§ TRY IT: Go through the data below and return each line containing the word "files".

§ TASK MATERIAL:
= = =

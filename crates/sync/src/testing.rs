//! Test doubles shared by the unit tests in this crate.

use std::sync::Mutex;

use stratus_indexer::Manifest;
use stratus_protocol::constants::MessageType;
use stratus_protocol::envelope::Message;
use stratus_protocol::messages::{
    ChunkAckResponse, DeployCreateResponse, FileEntry, ManifestSyncResponse,
};
use stratus_protocol::types::Deployment;

use crate::error::SyncError;
use crate::remote::{RemoteConnection, RemoteFuture};

pub(crate) fn manifest_from(entries: Vec<FileEntry>) -> Manifest {
    Manifest::from_entries(entries)
}

pub(crate) fn test_deployment() -> Deployment {
    Deployment {
        uid: "dep-0001".into(),
        host: "quiet-meadow-4821".into(),
        url: "https://quiet-meadow-4821.stratus.app".into(),
        created_at: chrono::Utc::now(),
    }
}

/// Scripted remote that records everything sent to it.
pub(crate) struct MockRemote {
    missing: Vec<String>,
    requests: Mutex<Vec<(MessageType, Option<serde_json::Value>)>>,
    binary_headers: Mutex<Vec<serde_json::Value>>,
    fail_checksum: Option<String>,
    hang_binary: bool,
    hang_requests: bool,
    closed: Mutex<u32>,
}

impl MockRemote {
    pub(crate) fn new() -> Self {
        Self {
            missing: Vec::new(),
            requests: Mutex::new(Vec::new()),
            binary_headers: Mutex::new(Vec::new()),
            fail_checksum: None,
            hang_binary: false,
            hang_requests: false,
            closed: Mutex::new(0),
        }
    }

    /// Fingerprints the mock reports as missing during negotiation.
    pub(crate) fn with_missing(mut self, missing: Vec<String>) -> Self {
        self.missing = missing;
        self
    }

    /// Rejects every chunk carrying this file fingerprint.
    pub(crate) fn failing_checksum(mut self, checksum: &str) -> Self {
        self.fail_checksum = Some(checksum.into());
        self
    }

    /// Never acknowledges any binary frame.
    pub(crate) fn hanging_binary(mut self) -> Self {
        self.hang_binary = true;
        self
    }

    /// Never answers any text request.
    pub(crate) fn hanging_requests(mut self) -> Self {
        self.hang_requests = true;
        self
    }

    pub(crate) fn requests(&self) -> Vec<(MessageType, Option<serde_json::Value>)> {
        self.requests.lock().unwrap().clone()
    }

    pub(crate) fn binary_headers(&self) -> Vec<serde_json::Value> {
        self.binary_headers.lock().unwrap().clone()
    }

    pub(crate) fn close_count(&self) -> u32 {
        *self.closed.lock().unwrap()
    }
}

impl RemoteConnection for MockRemote {
    fn send_request(
        &self,
        msg_type: MessageType,
        payload: Option<serde_json::Value>,
    ) -> RemoteFuture<'_, Result<Message, SyncError>> {
        Box::pin(async move {
            self.requests
                .lock()
                .unwrap()
                .push((msg_type.clone(), payload));

            if self.hang_requests {
                std::future::pending::<()>().await;
            }

            match msg_type {
                MessageType::ManifestSync => {
                    let resp = ManifestSyncResponse {
                        missing: self.missing.clone(),
                    };
                    Ok(Message::new(
                        "mock",
                        MessageType::ManifestSyncResponse,
                        Some(&resp),
                    )?)
                }
                MessageType::DeployCreate => {
                    let resp = DeployCreateResponse {
                        deployment: test_deployment(),
                    };
                    Ok(Message::new(
                        "mock",
                        MessageType::DeployCreateResponse,
                        Some(&resp),
                    )?)
                }
                other => Err(SyncError::Connection(format!(
                    "mock has no script for {other:?}"
                ))),
            }
        })
    }

    fn send_binary(
        &self,
        header: serde_json::Value,
        data: Vec<u8>,
    ) -> RemoteFuture<'_, Result<Message, SyncError>> {
        Box::pin(async move {
            if self.hang_binary {
                std::future::pending::<()>().await;
            }

            let checksum = header["checksum"].as_str().unwrap_or_default().to_string();
            let offset = header["offset"].as_i64().unwrap_or_default();
            self.binary_headers.lock().unwrap().push(header);

            if self.fail_checksum.as_deref() == Some(checksum.as_str()) {
                return Err(SyncError::Connection("remote rejected chunk".into()));
            }

            let ack = ChunkAckResponse {
                checksum,
                offset,
                received: offset + data.len() as i64,
            };
            Ok(Message::new("mock", MessageType::ChunkAck, Some(&ack))?)
        })
    }

    fn close(&self) -> RemoteFuture<'_, ()> {
        Box::pin(async move {
            *self.closed.lock().unwrap() += 1;
        })
    }
}
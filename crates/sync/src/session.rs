//! One deployment synchronization session, start to finish.

use std::path::Path;
use std::sync::Arc;
use std::sync::atomic::{AtomicBool, Ordering};

use tokio::sync::mpsc;
use tokio_util::sync::CancellationToken;
use tracing::{debug, info};

use crate::error::SyncError;
use crate::remote::RemoteConnection;
use crate::types::{PendingSet, SyncEvent, SyncOptions, SyncOutcome};
use crate::{finalize, negotiate, scheduler};

const EVENT_CHANNEL_CAPACITY: usize = 256;

/// Drives index → negotiate → upload → finalize over one connection.
///
/// A session is single-use: [`run`](Self::run) executes the pipeline once
/// and every error is fatal to it. Progress is observable through the
/// event channel returned by [`take_events`](Self::take_events).
pub struct SyncSession {
    conn: Arc<dyn RemoteConnection>,
    options: SyncOptions,
    events_tx: mpsc::Sender<SyncEvent>,
    events_rx: Option<mpsc::Receiver<SyncEvent>>,
    cancel: CancellationToken,
    closed: AtomicBool,
}

impl SyncSession {
    pub fn new(conn: Arc<dyn RemoteConnection>, options: SyncOptions) -> Self {
        let (events_tx, events_rx) = mpsc::channel(EVENT_CHANNEL_CAPACITY);
        Self {
            conn,
            options,
            events_tx,
            events_rx: Some(events_rx),
            cancel: CancellationToken::new(),
            closed: AtomicBool::new(false),
        }
    }

    /// Takes the event stream. Call before [`run`](Self::run); once taken
    /// it cannot be taken again.
    pub fn take_events(&mut self) -> Option<mpsc::Receiver<SyncEvent>> {
        self.events_rx.take()
    }

    /// Token that cancels the session from another task.
    pub fn cancel_token(&self) -> CancellationToken {
        self.cancel.clone()
    }

    /// Runs the full pipeline against the tree rooted at `root`.
    pub async fn run(&mut self, root: &Path) -> Result<SyncOutcome, SyncError> {
        // Nobody will ever read an untaken receiver; drop it so event
        // sends fail fast instead of filling the channel.
        drop(self.events_rx.take());

        if self.cancel.is_cancelled() {
            return Err(SyncError::Cancelled);
        }

        // Index on the blocking pool; hashing a large tree is disk-bound.
        let index_root = root.to_path_buf();
        let index_options = self.options.index.clone();
        let manifest = tokio::task::spawn_blocking(move || {
            stratus_indexer::index_tree(&index_root, &index_options)
        })
        .await
        .map_err(|e| SyncError::Io(std::io::Error::other(e)))??;

        let _ = self
            .events_tx
            .send(SyncEvent::Indexed {
                files: manifest.len(),
                total_bytes: manifest.total_size(),
            })
            .await;
        debug!(files = manifest.len(), bytes = manifest.total_size(), "indexed");

        let pending = if manifest.is_empty() {
            // Nothing to propose; negotiation is skipped entirely.
            PendingSet::default()
        } else if self.options.force_sync {
            // Upload everything without asking what the remote holds.
            PendingSet::full(&manifest)
        } else {
            let pending = self
                .bounded("negotiation", negotiate::negotiate(self.conn.as_ref(), &manifest))
                .await?;
            let unique = manifest.unique_entries().len();
            let _ = self
                .events_tx
                .send(SyncEvent::Negotiated {
                    missing: pending.len(),
                    reused: unique - pending.len(),
                    pending_bytes: pending.total_bytes(),
                })
                .await;
            pending
        };

        let cached = pending.is_empty() && !manifest.is_empty();
        let synced_bytes = if pending.is_empty() {
            if cached {
                info!("remote already holds all content");
                let _ = self.events_tx.send(SyncEvent::Cached).await;
            }
            0
        } else {
            let tasks = scheduler::build_tasks(&manifest, &pending);
            scheduler::upload_pending(
                self.conn.clone(),
                root,
                tasks,
                &self.options,
                self.events_tx.clone(),
                &self.cancel,
            )
            .await?
        };

        let deployment = self
            .bounded(
                "finalization",
                finalize::finalize(self.conn.as_ref(), &manifest, self.options.force_new),
            )
            .await?;
        let _ = self
            .events_tx
            .send(SyncEvent::Finalized {
                deployment: deployment.clone(),
            })
            .await;

        Ok(SyncOutcome {
            deployment,
            synced_bytes,
            cached,
        })
    }

    /// Releases the connection. Safe to call from any exit path; only the
    /// first call closes.
    pub async fn close(&self) {
        if !self.closed.swap(true, Ordering::SeqCst) {
            self.cancel.cancel();
            self.conn.close().await;
        }
    }

    /// Runs one request/response exchange, bounded by cancellation and
    /// [`SyncOptions::request_timeout`].
    async fn bounded<T>(
        &self,
        operation: &str,
        fut: impl Future<Output = Result<T, SyncError>>,
    ) -> Result<T, SyncError> {
        tokio::select! {
            _ = self.cancel.cancelled() => Err(SyncError::Cancelled),
            result = tokio::time::timeout(self.options.request_timeout, fut) => {
                result.unwrap_or_else(|_| {
                    Err(SyncError::Timeout {
                        operation: operation.into(),
                    })
                })
            }
        }
    }
}
//! Chunked file reading with content checksums and rate tracking.
//!
//! The client side of the upload path: files are fingerprinted with
//! SHA-256 and read in fixed-size chunks, each carrying its own checksum
//! for per-chunk verification on the server.

mod chunked;
mod progress;
mod validation;

pub use chunked::{Chunk, ChunkReader, calculate_file_checksum, checksum_bytes};
pub use progress::SpeedCalculator;
pub use validation::validate_relative_path;

/// Default chunk size: 4 MiB.
///
/// Larger chunks reduce per-chunk overhead (SHA-256, ACKs, syscalls).
pub const DEFAULT_CHUNK_SIZE: usize = 4 * 1024 * 1024;

/// Errors produced by the transfer crate.
#[derive(Debug, thiserror::Error)]
pub enum TransferError {
    #[error("I/O error: {0}")]
    Io(#[from] std::io::Error),

    #[error("invalid path: {0}")]
    InvalidPath(String),
}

= = =

§ FINISHED EXERCISE:
                files: manifest.len(),
        debug!(files = manifest.len(), bytes = manifest.total_size(), "indexed");
//! The client side of the upload path: files are fingerprinted with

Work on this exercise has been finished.